Hall, John Whitney, Japan: From Prehistory to Modern Times (New York: Delacorte Press, 1970)

Edgerton, Robert B., Warriors of the Rising Sun: A History of the Japanese Military (New York: Norton, 1997)

Start reading about things that you find interesting about history, like your favorite empire, ruler , war etc

Nice quads Brah

don't listen to this, OP

Most people don't just "learn history". There's just too much of it. You are basically asking "what books to read to learn science?".

Pick an area that interests you first and then go from there.

Will Durant's The Story of Civilization Part 1: Our Oriental Heritage
Will Durant's The Story of Civilization Part 2: The Life of Greece
Will Durant's The Story of Civilization Part 3: Ceasar and Christ
Will Durant's The Story of Civilization Part 4: The Age of Faith
Will Durant's The Story of Civilization Part 5: The Renaissance
Will Durant's The Story of Civilization Part 6: The Reformation
Will Durant's The Story of Civilization Part 7: The Age of Reason Begins
Will Durant's The Story of Civilization Part 8: The Age of Louis XIV
Will Durant's The Story of Civilization Part 9: The Age of Voltaire
Will Durant's The Story of Civilization Part 10: Rousseau and Revolution
Will Durant's The Story of Civilization Part 11: The Age of Napoleon

>France is 5/11 of Civilization
Nice one.

but it is, you perfidious anglo

one of the best if not the best.

Nothing from outside Europe? Nothing ever important happened there?

That's Part 1.

Part 12: France Surrenders Again
Part 13: And Again
Part 14: And Again and Again and Again.

Why not?

I would suggest picking something you find interesting. Take what you already know and expand about it. If you remember that you liked studying something in high school, go back to that and build on it. Alternatively, pick something youre interested in. If you say, are interested in guns, look into modern history, or WW2 or something.

Thanks friend

Wtf he didn't even post a picture of his legs

>Zinn
>Unironically sourcing David motherfucking Irving on Dresden

This is the most related thread for my question, and I'm half expecting no answer, but, Veeky Forums:

If I wanted to start reading on the Holy Roman Empire, where's the best place to start? Peter Wilson's Heart of Europe, Joachim Whaley's Germany and the Holy Roman Empire, or David Criswell's Rise and Fall of the Holy Roman Empire?

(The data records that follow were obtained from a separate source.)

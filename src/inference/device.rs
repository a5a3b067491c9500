//! Device and dtype selection

use crate::config::{DeviceChoice, Precision};
use crate::error::LoadError;
use candle_core::{DType, Device};

#[derive(Debug, Clone, Copy, PartialEq, Eq)]
pub enum DeviceKind {
    Cuda,
    Cpu,
}

#[derive(Debug, Clone)]
pub struct DeviceProfile {
    pub device: Device,
    pub kind: DeviceKind,
}

impl DeviceProfile {
    pub fn cpu() -> Self {
        Self {
            device: Device::Cpu,
            kind: DeviceKind::Cpu,
        }
    }

    /// Open the configured device
    pub fn select(choice: DeviceChoice) -> Result<Self, LoadError> {
        let profile = match choice {
            DeviceChoice::Cpu => Self::cpu(),
            DeviceChoice::Cuda => Self {
                device: Device::new_cuda(0)?,
                kind: DeviceKind::Cuda,
            },
            DeviceChoice::Auto => {
                let device = Device::cuda_if_available(0)?;
                let kind = if device.is_cuda() {
                    DeviceKind::Cuda
                } else {
                    DeviceKind::Cpu
                };
                Self { device, kind }
            }
        };

        tracing::info!(device = ?profile.kind, "Selected compute device");
        Ok(profile)
    }

    /// Resolve the load dtype.
    ///
    /// CPU always runs in F32: the half-precision CPU kernels are far slower and
    /// not every op has a bf16 path. `Auto` on CUDA follows the checkpoint's
    /// `torch_dtype`, defaulting to BF16.
    pub fn select_dtype(&self, precision: Precision, checkpoint_dtype: Option<&str>) -> DType {
        if self.kind == DeviceKind::Cpu {
            if !matches!(precision, Precision::Auto | Precision::Fp32) {
                tracing::warn!(precision = ?precision, "CPU device: loading in F32 instead");
            }
            return DType::F32;
        }

        match precision {
            Precision::Bf16 => DType::BF16,
            Precision::Fp16 => DType::F16,
            Precision::Fp32 => DType::F32,
            Precision::Auto => match checkpoint_dtype {
                Some("float16") => DType::F16,
                Some("float32") => DType::F32,
                _ => DType::BF16,
            },
        }
    }
}
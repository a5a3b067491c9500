//! Process-wide worker context
//!
//! Built once at startup and shared by `Arc` with every serving loop. Holds the
//! resolved snapshot and the loaded generator for the life of the process.

use crate::config::WorkerConfig;
use crate::error::ResolveError;
use crate::handler::{GenerationDefaults, JobHandler};
use crate::inference::candle::LoadOptions;
use crate::inference::{CandleGenerator, DeviceProfile, TextGenerator};
use crate::models::{ModelId, download_model_to_cache, resolve_model};
use anyhow::{Context, Result};
use std::path::PathBuf;
use std::sync::Arc;

pub struct WorkerContext {
    pub config: WorkerConfig,
    pub model_id: ModelId,
    pub snapshot_path: PathBuf,
    pub handler: JobHandler,
    generator: Arc<dyn TextGenerator>,
}

impl WorkerContext {
    /// Assemble a context around an already loaded generator
    pub fn new(
        config: WorkerConfig,
        snapshot_path: PathBuf,
        generator: Arc<dyn TextGenerator>,
    ) -> Result<Self> {
        let model_id = ModelId::parse(&config.model_name)?;
        let handler = JobHandler::new(generator.clone(), GenerationDefaults::from(&config));

        Ok(Self {
            config,
            model_id,
            snapshot_path,
            handler,
            generator,
        })
    }

    /// Resolve the snapshot and load the model. Any error here is fatal.
    pub async fn startup(config: WorkerConfig) -> Result<Arc<Self>> {
        let snapshot_path = locate_snapshot(&config).await?;
        tracing::info!(snapshot = ?snapshot_path, "Resolved local model path");

        let device = config.device;
        let options = LoadOptions {
            precision: config.precision,
            return_full_text: config.return_full_text,
        };
        let load_path = snapshot_path.clone();

        let generator = tokio::task::spawn_blocking(move || {
            let profile = DeviceProfile::select(device)?;
            CandleGenerator::load(&load_path, profile, &options)
        })
        .await
        .context("Model loading task failed")?
        .with_context(|| format!("Failed to load model from {:?}", snapshot_path))?;

        Ok(Arc::new(Self::new(
            config,
            snapshot_path,
            Arc::new(generator),
        )?))
    }

    pub fn generator_description(&self) -> String {
        self.generator.describe()
    }
}

/// Find the snapshot directory for the configured model.
///
/// In offline mode a missing cache is fatal. Otherwise the model is downloaded
/// into the cache root and resolved again.
pub async fn locate_snapshot(config: &WorkerConfig) -> Result<PathBuf> {
    let model_id = ModelId::parse(&config.model_name)?;

    match resolve_model(&model_id, &config.cache_root) {
        Ok(path) => Ok(path),
        Err(e) if config.offline => Err(anyhow::Error::new(e).context(format!(
            "Offline mode: {} must already be present under {:?}",
            model_id, config.cache_root
        ))),
        Err(e @ (ResolveError::CacheNotFound { .. } | ResolveError::NoSnapshotsAvailable { .. })) => {
            tracing::warn!(model_id = %model_id, error = %e, "Model not cached, downloading");
            download_model_to_cache(&model_id, &config.cache_root, config.hf_token.clone())
                .await?;
            Ok(resolve_model(&model_id, &config.cache_root)?)
        }
        Err(e) => Err(e.into()),
    }
}
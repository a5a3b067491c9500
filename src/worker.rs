//! Serverless job loop
//!
//! Pulls jobs from the runtime's job-take webhook, runs them through the
//! handler and posts each result back. One job at a time.

use crate::context::WorkerContext;
use crate::handler::{GenerationResponse, Job};
use anyhow::{Context, Result};
use async_trait::async_trait;
use reqwest::StatusCode;
use serde::Serialize;
use std::path::Path;
use std::sync::Arc;
use std::time::Duration;

// ============================================================================
// Trait Definitions
// ============================================================================

/// Source of jobs and sink for their results
#[async_trait]
pub trait JobTransport: Send + Sync {
    /// Take the next job. `None` when the queue is empty.
    async fn next_job(&self) -> Result<Option<Job>>;

    /// Report a finished job
    async fn post_output(&self, job_id: &str, output: &GenerationResponse) -> Result<()>;
}

// ============================================================================
// RunPod webhook transport
// ============================================================================

/// Result body posted to the job-done webhook
#[derive(Debug, Serialize)]
struct JobResult<'a> {
    output: &'a GenerationResponse,
    #[serde(skip_serializing_if = "Option::is_none")]
    error: Option<&'a str>,
}

/// Substitute the worker id into the job-take template
pub fn job_take_url(template: &str, pod_id: &str) -> String {
    template.replace("$ID", pod_id)
}

/// Substitute worker and job ids into the job-done template
pub fn job_done_url(template: &str, pod_id: &str, job_id: &str) -> String {
    let url = template
        .replace("$RUNPOD_POD_ID", pod_id)
        .replace("$ID", job_id);
    let separator = if url.contains('?') { '&' } else { '?' };
    format!("{}{}isStream=false", url, separator)
}

/// Transport speaking the RunPod worker webhook protocol
pub struct RunpodTransport {
    client: reqwest::Client,
    take_url: String,
    done_template: String,
    pod_id: String,
    api_key: String,
}

impl RunpodTransport {
    pub fn new(take_template: &str, done_template: String, pod_id: String, api_key: String) -> Self {
        Self {
            client: reqwest::Client::new(),
            take_url: job_take_url(take_template, &pod_id),
            done_template,
            pod_id,
            api_key,
        }
    }

    /// Build from `RUNPOD_WEBHOOK_GET_JOB`, `RUNPOD_WEBHOOK_POST_OUTPUT`,
    /// `RUNPOD_POD_ID` and `RUNPOD_AI_API_KEY`
    pub fn from_env() -> Result<Self> {
        let var = |name: &str| {
            std::env::var(name).with_context(|| format!("{} is not set", name))
        };

        Ok(Self::new(
            &var("RUNPOD_WEBHOOK_GET_JOB")?,
            var("RUNPOD_WEBHOOK_POST_OUTPUT")?,
            var("RUNPOD_POD_ID")?,
            var("RUNPOD_AI_API_KEY")?,
        ))
    }
}

#[async_trait]
impl JobTransport for RunpodTransport {
    async fn next_job(&self) -> Result<Option<Job>> {
        let response = self
            .client
            .get(&self.take_url)
            .header(reqwest::header::AUTHORIZATION, &self.api_key)
            .send()
            .await
            .context("Job take request failed")?;

        match response.status() {
            StatusCode::NO_CONTENT => Ok(None),
            StatusCode::OK => {
                let body = response.text().await.context("Failed to read job body")?;
                if body.trim().is_empty() {
                    return Ok(None);
                }
                let job: Job = serde_json::from_str(&body).context("Invalid job JSON")?;
                Ok(Some(job))
            }
            status => anyhow::bail!("Job take returned HTTP {}", status),
        }
    }

    async fn post_output(&self, job_id: &str, output: &GenerationResponse) -> Result<()> {
        let url = job_done_url(&self.done_template, &self.pod_id, job_id);
        let error = match output {
            GenerationResponse::Error { error } => Some(error.as_str()),
            GenerationResponse::Success { .. } => None,
        };

        let response = self
            .client
            .post(&url)
            .header(reqwest::header::AUTHORIZATION, &self.api_key)
            .json(&JobResult { output, error })
            .send()
            .await
            .context("Job result request failed")?;

        if !response.status().is_success() {
            anyhow::bail!("Job result returned HTTP {}", response.status());
        }

        Ok(())
    }
}

// ============================================================================
// Worker loop
// ============================================================================

pub struct JobWorker {
    context: Arc<WorkerContext>,
    transport: Arc<dyn JobTransport>,
    poll_interval: Duration,
}

impl JobWorker {
    pub fn new(context: Arc<WorkerContext>, transport: Arc<dyn JobTransport>) -> Self {
        let poll_interval = Duration::from_millis(context.config.poll_interval_ms);
        Self {
            context,
            transport,
            poll_interval,
        }
    }

    /// Take and process at most one job. Returns whether a job was handled.
    pub async fn poll_once(&self) -> Result<bool> {
        let Some(mut job) = self.transport.next_job().await? else {
            return Ok(false);
        };

        let job_id = job
            .id
            .get_or_insert_with(|| format!("local-{}", uuid::Uuid::new_v4()))
            .clone();
        tracing::info!(job_id = %job_id, "Received job");

        let output = self.context.handler.handle(&job).await;

        if let Err(e) = self.transport.post_output(&job_id, &output).await {
            crate::metrics::record_runtime_error("post_output");
            tracing::error!(job_id = %job_id, error = %e, "Failed to post job result");
        }

        Ok(true)
    }

    /// Poll until `shutdown` resolves
    pub async fn run(self, shutdown: impl std::future::Future<Output = ()>) {
        tokio::pin!(shutdown);

        tracing::info!(
            model_id = %self.context.model_id,
            poll_interval_ms = self.poll_interval.as_millis() as u64,
            "Worker started"
        );

        loop {
            let idle = match self.poll_once().await {
                Ok(handled) => !handled,
                Err(e) => {
                    crate::metrics::record_runtime_error("next_job");
                    tracing::warn!(error = %e, "Failed to take job");
                    true
                }
            };

            let pause = if idle {
                self.poll_interval
            } else {
                Duration::ZERO
            };

            tokio::select! {
                biased;
                _ = &mut shutdown => break,
                _ = tokio::time::sleep(pause) => {}
            }
        }

        tracing::info!("Worker stopped");
    }
}

// ============================================================================
// Test input
// ============================================================================

/// Load a single job from `--test-input` JSON or from `test_input.json`
pub fn load_test_input(inline: Option<&str>, default_path: &Path) -> Result<Job> {
    let raw = match inline {
        Some(json) => json.to_string(),
        None => std::fs::read_to_string(default_path)
            .with_context(|| format!("Failed to read test input: {:?}", default_path))?,
    };

    let mut job: Job = serde_json::from_str(&raw).context("Invalid test input JSON")?;
    job.id.get_or_insert_with(|| "local_test".to_string());
    Ok(job)
}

German sources from the 1933-1945 period tend to be very valuable and informative in regards to the history of the Holy Roman Empire.

Go with Wilson.

Whaley would be fine, but Wilson is more contemporary.

Its pretty much the story of western civilization, its just that for some reason the word is not included in the title.

When people are mad they start spouting memes. This guy is very mad.

I just went on a trip to some Mayan cities.
Anyone know of any good books on Mayans or about the beginnings of Christianity (starting with Christ, preferably)? The tour guide had a lot to say about both of them as a Mayan descendant who is Catholic.